▶ Your objective
Narrow the data below down to the lines containing "trim".
----
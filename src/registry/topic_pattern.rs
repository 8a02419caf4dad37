//! # Topic Pattern Compiler
//!
//! Compiles human-authored wildcard topic expressions into matchers that follow
//! AMQP topic-exchange semantics.
//!
//! ## Syntax
//!
//! A pattern is a dot-separated list of segments. Each segment is either a
//! literal (`[A-Za-z0-9]+`), `*` (exactly one segment) or `#` (one or more
//! segments). Wildcards must occupy a whole segment, and a pattern must contain
//! at least one wildcard; an expression without any is an exact topic and
//! belongs in the exact-topic map instead.
//!
//! ```rust
//! use topicbus::registry::TopicPattern;
//!
//! let pattern = TopicPattern::compile("orders.*").unwrap();
//! assert!(pattern.matches("orders.created"));
//! assert!(!pattern.matches("orders.created.extra"));
//! assert!(!pattern.matches("orders"));
//!
//! let pattern = TopicPattern::compile("orders.#").unwrap();
//! assert!(pattern.matches("orders.created.eu"));
//! ```

use std::fmt;
use std::sync::LazyLock;

use regex::Regex;

use super::errors::{RegistryError, RegistryResult};
use crate::constants::topic::{
    MULTI_SEGMENT_WILDCARD, SEGMENT_SEPARATOR, SINGLE_SEGMENT_WILDCARD,
};

static PATTERN_CHARSET: LazyLock<Regex> =
    LazyLock::new(|| Regex::new(r"^[A-Za-z0-9.*#]+$").expect("pattern charset regex is valid"));

static LITERAL_SEGMENT: LazyLock<Regex> =
    LazyLock::new(|| Regex::new(r"^[A-Za-z0-9]+$").expect("literal segment regex is valid"));

static LITERAL_TOPIC: LazyLock<Regex> = LazyLock::new(|| {
    Regex::new(r"^[A-Za-z0-9]+(\.[A-Za-z0-9]+)*$").expect("literal topic regex is valid")
});

/// One compiled segment of a pattern
#[derive(Debug, Clone, PartialEq, Eq)]
enum Segment {
    Literal(String),
    /// `*`
    One,
    /// `#`
    OneOrMore,
}

/// A validated, compiled wildcard topic pattern
///
/// Holds the raw expression (used verbatim for broker bindings) together with
/// the compiled segments used for in-process matching. Immutable once built.
#[derive(Debug, Clone, PartialEq, Eq)]
pub struct TopicPattern {
    raw: String,
    segments: Vec<Segment>,
}

impl TopicPattern {
    /// Compile a raw wildcard expression
    ///
    /// Fails with [`RegistryError::InvalidPatternFormat`] when the expression is
    /// blank, has no wildcard, uses characters outside `[A-Za-z0-9.*#]`, has an
    /// empty segment, or mixes a wildcard with other characters in one segment.
    pub fn compile(raw: &str) -> RegistryResult<Self> {
        if raw.trim().is_empty() {
            return Err(RegistryError::invalid_pattern(raw, "pattern is empty"));
        }

        if !PATTERN_CHARSET.is_match(raw) {
            return Err(RegistryError::invalid_pattern(
                raw,
                "only letters, digits, '.', '*' and '#' are allowed",
            ));
        }

        if !is_wildcard_expression(raw) {
            return Err(RegistryError::invalid_pattern(
                raw,
                "pattern must contain at least one '*' or '#'",
            ));
        }

        let segments = raw
            .split(SEGMENT_SEPARATOR)
            .map(|segment| Self::compile_segment(raw, segment))
            .collect::<RegistryResult<Vec<_>>>()?;

        Ok(Self {
            raw: raw.to_string(),
            segments,
        })
    }

    fn compile_segment(raw: &str, segment: &str) -> RegistryResult<Segment> {
        match segment {
            "" => Err(RegistryError::invalid_pattern(
                raw,
                "segments must not be empty",
            )),
            SINGLE_SEGMENT_WILDCARD => Ok(Segment::One),
            MULTI_SEGMENT_WILDCARD => Ok(Segment::OneOrMore),
            literal if LITERAL_SEGMENT.is_match(literal) => Ok(Segment::Literal(literal.to_string())),
            _ => Err(RegistryError::invalid_pattern(
                raw,
                format!("wildcard must occupy an entire segment, found '{segment}'"),
            )),
        }
    }

    /// Whether `topic` matches this pattern
    pub fn matches(&self, topic: &str) -> bool {
        let topic_segments: Vec<&str> = topic.split(SEGMENT_SEPARATOR).collect();
        match_segments(&self.segments, &topic_segments)
    }

    /// The raw expression as authored
    pub fn as_str(&self) -> &str {
        &self.raw
    }
}

impl fmt::Display for TopicPattern {
    fn fmt(&self, f: &mut fmt::Formatter<'_>) -> fmt::Result {
        f.write_str(&self.raw)
    }
}

/// Segment matcher over topic prefixes
///
/// `reachable[j]` records whether the pattern segments seen so far match the
/// first `j` topic segments. Each pattern segment is one pass over the topic,
/// so matching is `O(pattern × topic)` however many `#` segments there are.
fn match_segments(pattern: &[Segment], topic: &[&str]) -> bool {
    let mut reachable = vec![false; topic.len() + 1];
    reachable[0] = true;

    for segment in pattern {
        let mut next = vec![false; topic.len() + 1];
        for (j, word) in topic.iter().enumerate() {
            next[j + 1] = match segment {
                Segment::Literal(literal) => reachable[j] && word == literal,
                Segment::One => reachable[j] && !word.is_empty(),
                // Start consuming here or keep consuming a run already started
                Segment::OneOrMore => !word.is_empty() && (reachable[j] || next[j]),
            };
        }
        if !next.contains(&true) {
            return false;
        }
        reachable = next;
    }

    reachable[topic.len()]
}

/// Validate a literal (non-wildcard) topic
///
/// Literal topics are dot-separated segments of `[A-Za-z0-9]+`.
pub fn validate_topic(topic: &str) -> RegistryResult<()> {
    if topic.trim().is_empty() {
        return Err(RegistryError::invalid_topic(topic, "topic is empty"));
    }
    if is_wildcard_expression(topic) {
        return Err(RegistryError::invalid_topic(
            topic,
            "wildcards are only allowed in patterns",
        ));
    }
    if !LITERAL_TOPIC.is_match(topic) {
        return Err(RegistryError::invalid_topic(
            topic,
            "topics are dot-separated segments of letters and digits",
        ));
    }
    Ok(())
}

/// Whether an expression uses wildcard tokens
pub fn is_wildcard_expression(expression: &str) -> bool {
    expression.contains(['*', '#'])
}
----
▶ Response for this exercise
        if raw.trim().is_empty() {
    if topic.trim().is_empty() {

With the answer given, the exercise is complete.